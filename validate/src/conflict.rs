//! Target conflict detection.
//!
//! Fusion keeps the first target it sees for a property. This pass looks at
//! every contributing member instead and reports names that resolve to more
//! than one target.

use resdex_core::{Finding, FindingCode, Findings, ModelResult, Severity, ShapeId};
use resdex_index::{role_structures, ResourceSchema};
use resdex_model::{Model, ResourceShape, ResourceTrait};
use std::collections::{BTreeMap, BTreeSet};
use tracing::debug;

/// Collect every target each property name resolves to across a resource's
/// role structures, in fusion order. Directly excluded members are skipped.
pub fn property_targets(
    model: &Model,
    resource: &ResourceShape,
    resource_trait: Option<&ResourceTrait>,
) -> ModelResult<BTreeMap<String, BTreeSet<ShapeId>>> {
    let mut targets: BTreeMap<String, BTreeSet<ShapeId>> = BTreeMap::new();

    for role in role_structures(model, resource, resource_trait)? {
        for member in role.structure.members.iter().filter(|m| !m.is_excluded()) {
            targets
                .entry(member.property_name().to_string())
                .or_default()
                .insert(member.target.clone());
        }
    }

    Ok(targets)
}

/// Reports properties whose members target different shapes.
pub struct ConflictChecker<'m> {
    model: &'m Model,
    severity: Severity,
}

impl<'m> ConflictChecker<'m> {
    pub fn new(model: &'m Model, severity: Severity) -> Self {
        Self { model, severity }
    }

    /// Check one derived resource. One finding per conflicting property,
    /// listing every distinct target.
    pub fn check(&self, schema: &ResourceSchema) -> ModelResult<Findings> {
        let resource = self.model.expect_resource(schema.resource())?;
        let targets = property_targets(self.model, resource, resource.resource_trait.as_ref())?;

        let mut findings = Findings::new();
        for (property, targets) in targets.into_iter().filter(|(_, t)| t.len() > 1) {
            let listed: Vec<String> = targets.iter().map(ToString::to_string).collect();
            debug!(resource = %resource.id, property = %property, targets = ?listed, "target conflict");
            findings.push(
                Finding::new(
                    resource.id.clone(),
                    FindingCode::TargetConflict,
                    self.severity,
                    format!(
                        "The `{}` property of the `{}` resource targets multiple shapes: [{}]. \
                         This should be resolved in the model or one of the members should be \
                         excluded from the conversion.",
                        property,
                        schema.name(),
                        listed.join(", ")
                    ),
                )
                .with_property(property)
                .with_targets(targets),
            );
        }

        Ok(findings)
    }
}
//! Validation error types.

use resdex_index::IndexError;
use thiserror::Error;

/// Result type for validation setup.
pub type ValidateResult<T> = Result<T, ValidateError>;

/// Errors that can occur while setting up or running validation.
#[derive(Debug, Error)]
pub enum ValidateError {
    #[error("Invalid property name pattern `{pattern}`: {source}")]
    InvalidPattern {
        pattern: String,
        #[source]
        source: regex_lite::Error,
    },

    #[error(transparent)]
    Index(#[from] IndexError),
}
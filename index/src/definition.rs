//! Derived property definitions.

use resdex_core::{MutabilitySet, ShapeId};
use resdex_model::MemberShape;
use serde::ser::{Serialize, SerializeStruct, Serializer};
use std::collections::BTreeMap;

/// Property name -> definition, ordered by name.
pub type PropertyMap = BTreeMap<String, PropertyDefinition>;

/// Where a property's mutability came from.
#[derive(Debug, Clone, Copy, PartialEq, Eq, Hash, serde::Serialize)]
#[serde(rename_all = "lowercase")]
pub enum Provenance {
    /// Seeded from a primary identifier before any role was fused.
    Identifier,
    /// Fixed by a mutability annotation on a member.
    Explicit,
    /// Accumulated from lifecycle role contributions.
    Derived,
}

/// A property derived for a resource.
#[derive(Debug, Clone, PartialEq, Eq)]
pub struct PropertyDefinition {
    /// The member that introduced the property, or the identifier's target.
    source: ShapeId,
    /// The first-observed target shape.
    target: ShapeId,
    mutability: MutabilitySet,
    provenance: Provenance,
}

impl PropertyDefinition {
    /// A primary identifier property.
    pub(crate) fn identifier(target: ShapeId, mutability: MutabilitySet) -> Self {
        Self {
            source: target.clone(),
            target,
            mutability,
            provenance: Provenance::Identifier,
        }
    }

    /// A property introduced by a member.
    ///
    /// The member's explicit mutability wins over the role contribution.
    pub(crate) fn from_member(member: &MemberShape, contribution: MutabilitySet) -> Self {
        match member.traits.mutability {
            Some(explicit) => Self {
                provenance: Provenance::Explicit,
                ..Self::derived(member, explicit.mutabilities())
            },
            None => Self::derived(member, contribution),
        }
    }

    /// A derived property introduced by a member.
    fn derived(member: &MemberShape, mutability: MutabilitySet) -> Self {
        Self {
            source: member.id.clone(),
            target: member.target.clone(),
            mutability,
            provenance: Provenance::Derived,
        }
    }

    /// Fold a later observation of the same property into this definition.
    ///
    /// Identifier and explicit definitions never change. A derived one is
    /// replaced by an explicit annotation or widened by the contribution.
    pub(crate) fn absorb(&mut self, member: &MemberShape, contribution: MutabilitySet) {
        if self.has_explicit_mutability() {
            return;
        }
        match member.traits.mutability {
            Some(explicit) => {
                self.mutability = explicit.mutabilities();
                self.provenance = Provenance::Explicit;
            }
            None => self.mutability |= contribution,
        }
    }

    pub fn source(&self) -> &ShapeId {
        &self.source
    }

    pub fn target(&self) -> &ShapeId {
        &self.target
    }

    pub fn mutability(&self) -> MutabilitySet {
        self.mutability
    }

    pub fn provenance(&self) -> Provenance {
        self.provenance
    }

    /// True when later contributions can no longer change the mutability.
    pub fn has_explicit_mutability(&self) -> bool {
        matches!(self.provenance, Provenance::Identifier | Provenance::Explicit)
    }
}

impl Serialize for PropertyDefinition {
    fn serialize<S: Serializer>(&self, serializer: S) -> Result<S::Ok, S::Error> {
        let mut state = serializer.serialize_struct("PropertyDefinition", 5)?;
        state.serialize_field("source", &self.source)?;
        state.serialize_field("target", &self.target)?;
        state.serialize_field("mutability", &self.mutability)?;
        state.serialize_field("explicit", &self.has_explicit_mutability())?;
        state.serialize_field("provenance", &self.provenance)?;
        state.end()
    }
}
//! resdex Index
//!
//! Derives a flat property schema for every annotated resource of a model:
//! - Primary and additional identifiers (identifiers)
//! - Member exclusion, including through nested structures (exclusion)
//! - Mutability fusion across lifecycle roles in a fixed order (fusion)
//! - The per-resource query surface (schema, index)

mod config;
mod definition;
mod error;
mod exclusion;
mod fusion;
mod identifiers;
mod index;
mod schema;

pub use config::IndexConfig;
pub use definition::{PropertyDefinition, PropertyMap, Provenance};
pub use error::{IndexError, IndexResult};
pub use exclusion::ExclusionCollector;
pub use fusion::{role_structures, FusionRole, RoleDescriptor, RoleStructure, StructureSource, LIFECYCLE_ROLES};
pub use identifiers::identifier_mutability;
pub use index::{derive_resource, ResourceIndex};
pub use schema::ResourceSchema;
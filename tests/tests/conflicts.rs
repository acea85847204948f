//! Target conflicts and property name checks.

use resdex_tests::prelude::Mutability::{Create, Read};
use resdex_tests::prelude::*;

mod conflicts {
    use super::*;

    pub fn scenario() -> Scenario {
        Scenario::new("target_conflicts")
            .fixture("conflicts.json")
            .findings(|f| {
                f.total(3)
                    .code(FindingCode::TargetConflict, 2)
                    .targets(
                        FindingCode::TargetConflict,
                        "retention",
                        &["prelude#Integer", "prelude#Long", "prelude#Timestamp"],
                    )
                    .targets(
                        FindingCode::TargetConflict,
                        "Policy",
                        &["example#PolicyDocument", "prelude#String"],
                    )
                    .message_contains(
                        FindingCode::TargetConflict,
                        "The `retention` property of the `MessageQueue` resource targets multiple shapes",
                    )
                    .severity(FindingCode::TargetConflict, Severity::Error)
                    .code(FindingCode::InvalidPropertyName, 1)
                    .on_property(FindingCode::InvalidPropertyName, "visibility_timeout")
            })
    }

    #[test]
    fn test_conflicts_reported_once_per_property() {
        scenario().run().unwrap();
    }
}

mod fused_map {
    use super::*;

    // Conflicts never change the fused map: the read output is seen first.
    pub fn scenario() -> Scenario {
        Scenario::new("conflicts_keep_first_target")
            .fixture("conflicts.json")
            .resource("example#Queue", |r| {
                r.name("MessageQueue")
                    .target("retention", "prelude#Integer")
                    .fully_mutable("retention")
                    .target("Policy", "example#PolicyDocument")
                    .property("Policy", &[Create, Read])
                    .fully_mutable("delay")
                    .property("visibility_timeout", &[Read])
                    .findings(0)
            })
    }

    #[test]
    fn test_first_target_kept() {
        scenario().run().unwrap();
    }
}

mod configuration {
    use super::*;

    #[test]
    fn test_name_check_disabled() {
        Scenario::new("names_disabled")
            .fixture("conflicts.json")
            .validator_config(ValidatorConfig::default().with_property_name_check(false))
            .findings(|f| f.total(2).code(FindingCode::InvalidPropertyName, 0))
            .run()
            .unwrap();
    }

    #[test]
    fn test_relaxed_name_pattern() {
        Scenario::new("names_relaxed")
            .fixture("conflicts.json")
            .validator_config(
                ValidatorConfig::default()
                    .with_property_name_pattern("^[A-Za-z0-9_]+$")
                    .with_conflict_severity(Severity::Warning),
            )
            .findings(|f| f.total(2).no_errors())
            .run()
            .unwrap();
    }

    #[test]
    fn test_findings_are_repeatable() {
        let model = load_fixture("conflicts.json").unwrap();
        let validator = Validator::new(ValidatorConfig::default()).unwrap();

        let first = validator.validate(&model).unwrap();
        let second = validator.validate(&model).unwrap();

        assert_eq!(first, second);
    }
}
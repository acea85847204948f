//! The Model - immutable shape graph lookup.

use crate::{
    LifecycleRole, MemberShape, OperationShape, ResourceShape, Shape, StructureShape,
};
use resdex_core::{ModelError, ModelResult, ShapeId};
use std::collections::BTreeMap;

/// The Model provides read-only lookup of shapes by id.
/// It is immutable after construction.
#[derive(Debug, Default)]
pub struct Model {
    /// Shapes by id, including prelude scalars.
    shapes: BTreeMap<ShapeId, Shape>,
}

impl Model {
    /// Create a model from assembled shapes (use ModelBuilder for construction).
    pub(crate) fn new(shapes: BTreeMap<ShapeId, Shape>) -> Self {
        Self { shapes }
    }

    // ==================== Shape Lookups ====================

    /// Get a shape by id.
    pub fn get_shape(&self, id: &ShapeId) -> Option<&Shape> {
        self.shapes.get(id)
    }

    /// Get a shape by id, failing if it does not exist.
    pub fn expect_shape(&self, id: &ShapeId) -> ModelResult<&Shape> {
        self.shapes
            .get(id)
            .ok_or_else(|| ModelError::ShapeNotFound(id.clone()))
    }

    /// Get a structure by id, failing if it is missing or not a structure.
    pub fn expect_structure(&self, id: &ShapeId) -> ModelResult<&StructureShape> {
        let shape = self.expect_shape(id)?;
        shape
            .as_structure()
            .ok_or_else(|| unexpected_kind(id, "structure", shape))
    }

    /// Get an operation by id, failing if it is missing or not an operation.
    pub fn expect_operation(&self, id: &ShapeId) -> ModelResult<&OperationShape> {
        let shape = self.expect_shape(id)?;
        shape
            .as_operation()
            .ok_or_else(|| unexpected_kind(id, "operation", shape))
    }

    /// Get a resource by id, failing if it is missing or not a resource.
    pub fn expect_resource(&self, id: &ShapeId) -> ModelResult<&ResourceShape> {
        let shape = self.expect_shape(id)?;
        shape
            .as_resource()
            .ok_or_else(|| unexpected_kind(id, "resource", shape))
    }

    /// Get a member by its member id (`Container$name`).
    pub fn get_member(&self, id: &ShapeId) -> Option<&MemberShape> {
        let name = id.member()?;
        self.shapes
            .get(&id.container())?
            .members()
            .iter()
            .find(|m| m.name == name)
    }

    /// Get all shapes in id order.
    pub fn all_shapes(&self) -> impl Iterator<Item = &Shape> {
        self.shapes.values()
    }

    /// Get the number of shapes.
    pub fn shape_count(&self) -> usize {
        self.shapes.len()
    }

    /// Get all resource shapes in id order.
    pub fn resources(&self) -> impl Iterator<Item = &ResourceShape> {
        self.shapes.values().filter_map(Shape::as_resource)
    }

    // ==================== Operation Lookups ====================

    /// Resolve an operation's input structure.
    pub fn operation_input(&self, operation: &ShapeId) -> ModelResult<Option<&StructureShape>> {
        match &self.expect_operation(operation)?.input {
            Some(input) => self.expect_structure(input).map(Some),
            None => Ok(None),
        }
    }

    /// Resolve an operation's output structure.
    pub fn operation_output(&self, operation: &ShapeId) -> ModelResult<Option<&StructureShape>> {
        match &self.expect_operation(operation)?.output {
            Some(output) => self.expect_structure(output).map(Some),
            None => Ok(None),
        }
    }

    /// Compute which input members of the operation bound to `role` carry
    /// the resource's identifiers, as identifier name -> member name.
    ///
    /// Only instance roles bind identifiers. A member annotated with a
    /// resource identifier binds that identifier; otherwise a member named
    /// after the identifier does.
    pub fn identifier_bindings(
        &self,
        resource: &ResourceShape,
        role: LifecycleRole,
    ) -> ModelResult<BTreeMap<String, String>> {
        let mut bindings = BTreeMap::new();
        if !role.is_instance() {
            return Ok(bindings);
        }
        let Some(operation) = resource.operation(role) else {
            return Ok(bindings);
        };
        let Some(input) = self.operation_input(operation)? else {
            return Ok(bindings);
        };

        for name in resource.identifier_names() {
            let explicit = input
                .members
                .iter()
                .find(|m| m.traits.resource_identifier.as_deref() == Some(name));
            if let Some(member) = explicit.or_else(|| input.get_member(name)) {
                bindings.insert(name.to_string(), member.name.clone());
            }
        }

        Ok(bindings)
    }
}

fn unexpected_kind(id: &ShapeId, expected: &'static str, shape: &Shape) -> ModelError {
    ModelError::UnexpectedShapeKind {
        id: id.clone(),
        expected,
        actual: shape.kind_name(),
    }
}
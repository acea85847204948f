//! Primary and additional identifiers.

use resdex_tests::prelude::Mutability::{Create, Read};
use resdex_tests::prelude::*;

mod put_resource {
    use super::*;

    pub fn scenario() -> Scenario {
        Scenario::new("put_resource")
            .fixture("identifiers.json")
            .resource("example#Account", |r| {
                r.primary(&["accountId"])
                    .additional(&[&["accountArn"], &["AccountAlias"]])
                    .properties(&[
                        "AccountAlias",
                        "accountArn",
                        "accountId",
                        "createdAt",
                        "owner",
                        "plan",
                    ])
                    .property("accountId", &[Create, Read])
                    .property("accountArn", &[Read])
                    .property("AccountAlias", &[Read])
                    .fully_mutable("owner")
                    .property("plan", &[Create, Read])
                    .explicit("plan")
                    .absent("id")
                    .absent("resetToken")
                    .create_only(&["accountId", "plan"])
                    .read_only(&["AccountAlias", "accountArn", "createdAt"])
                    .write_only(&[])
                    .findings(1)
            })
    }

    #[test]
    fn test_put_identifiers_and_additional_identifiers() {
        scenario().run().unwrap();
    }
}

mod create_resource {
    use super::*;

    pub fn scenario() -> Scenario {
        Scenario::new("create_resource")
            .fixture("identifiers.json")
            .resource("example#Session", |r| {
                r.primary(&["sessionId"])
                    .property("sessionId", &[Read])
                    .provenance("sessionId", Provenance::Identifier)
                    .property("ttl", &[Create, Read])
                    .create_only(&["ttl"])
                    .read_only(&["sessionId"])
            })
    }

    // The create input carries `sessionId` unbound; the identifier still
    // keeps the mutability it was seeded with.
    #[test]
    fn test_identifier_untouched_by_create_input() {
        scenario().run().unwrap();
    }
}

mod rejected {
    use super::*;

    pub fn scenario() -> Scenario {
        Scenario::new("write_only_additional_identifier")
            .fixture("identifiers.json")
            .findings(|f| {
                f.total(1)
                    .on_property(FindingCode::AdditionalIdentifierWriteOnly, "resetToken")
                    .severity(FindingCode::AdditionalIdentifierWriteOnly, Severity::Error)
            })
    }

    #[test]
    fn test_write_only_additional_identifier_rejected() {
        scenario().run().unwrap();
    }
}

-----

Directions —
Please transcribe the data exactly from its first line. End with the line that contains "-> ModelResult<BTreeMap<String, BTreeSet<ShapeId>>>".

Solution to this problem —
filename validate/src/conflict.rs
//! Target conflict detection.
//!
//! Fusion keeps the first target it sees for a property. This pass looks at
//! every contributing member instead and reports names that resolve to more
//! than one target.

use resdex_core::{Finding, FindingCode, Findings, ModelResult, Severity, ShapeId};
use resdex_index::{role_structures, ResourceSchema};
use resdex_model::{Model, ResourceShape, ResourceTrait};
use std::collections::{BTreeMap, BTreeSet};
use tracing::debug;

/// Collect every target each property name resolves to across a resource's
/// role structures, in fusion order. Directly excluded members are skipped.
pub fn property_targets(
    model: &Model,
    resource: &ResourceShape,
    resource_trait: Option<&ResourceTrait>,
) -> ModelResult<BTreeMap<String, BTreeSet<ShapeId>>> {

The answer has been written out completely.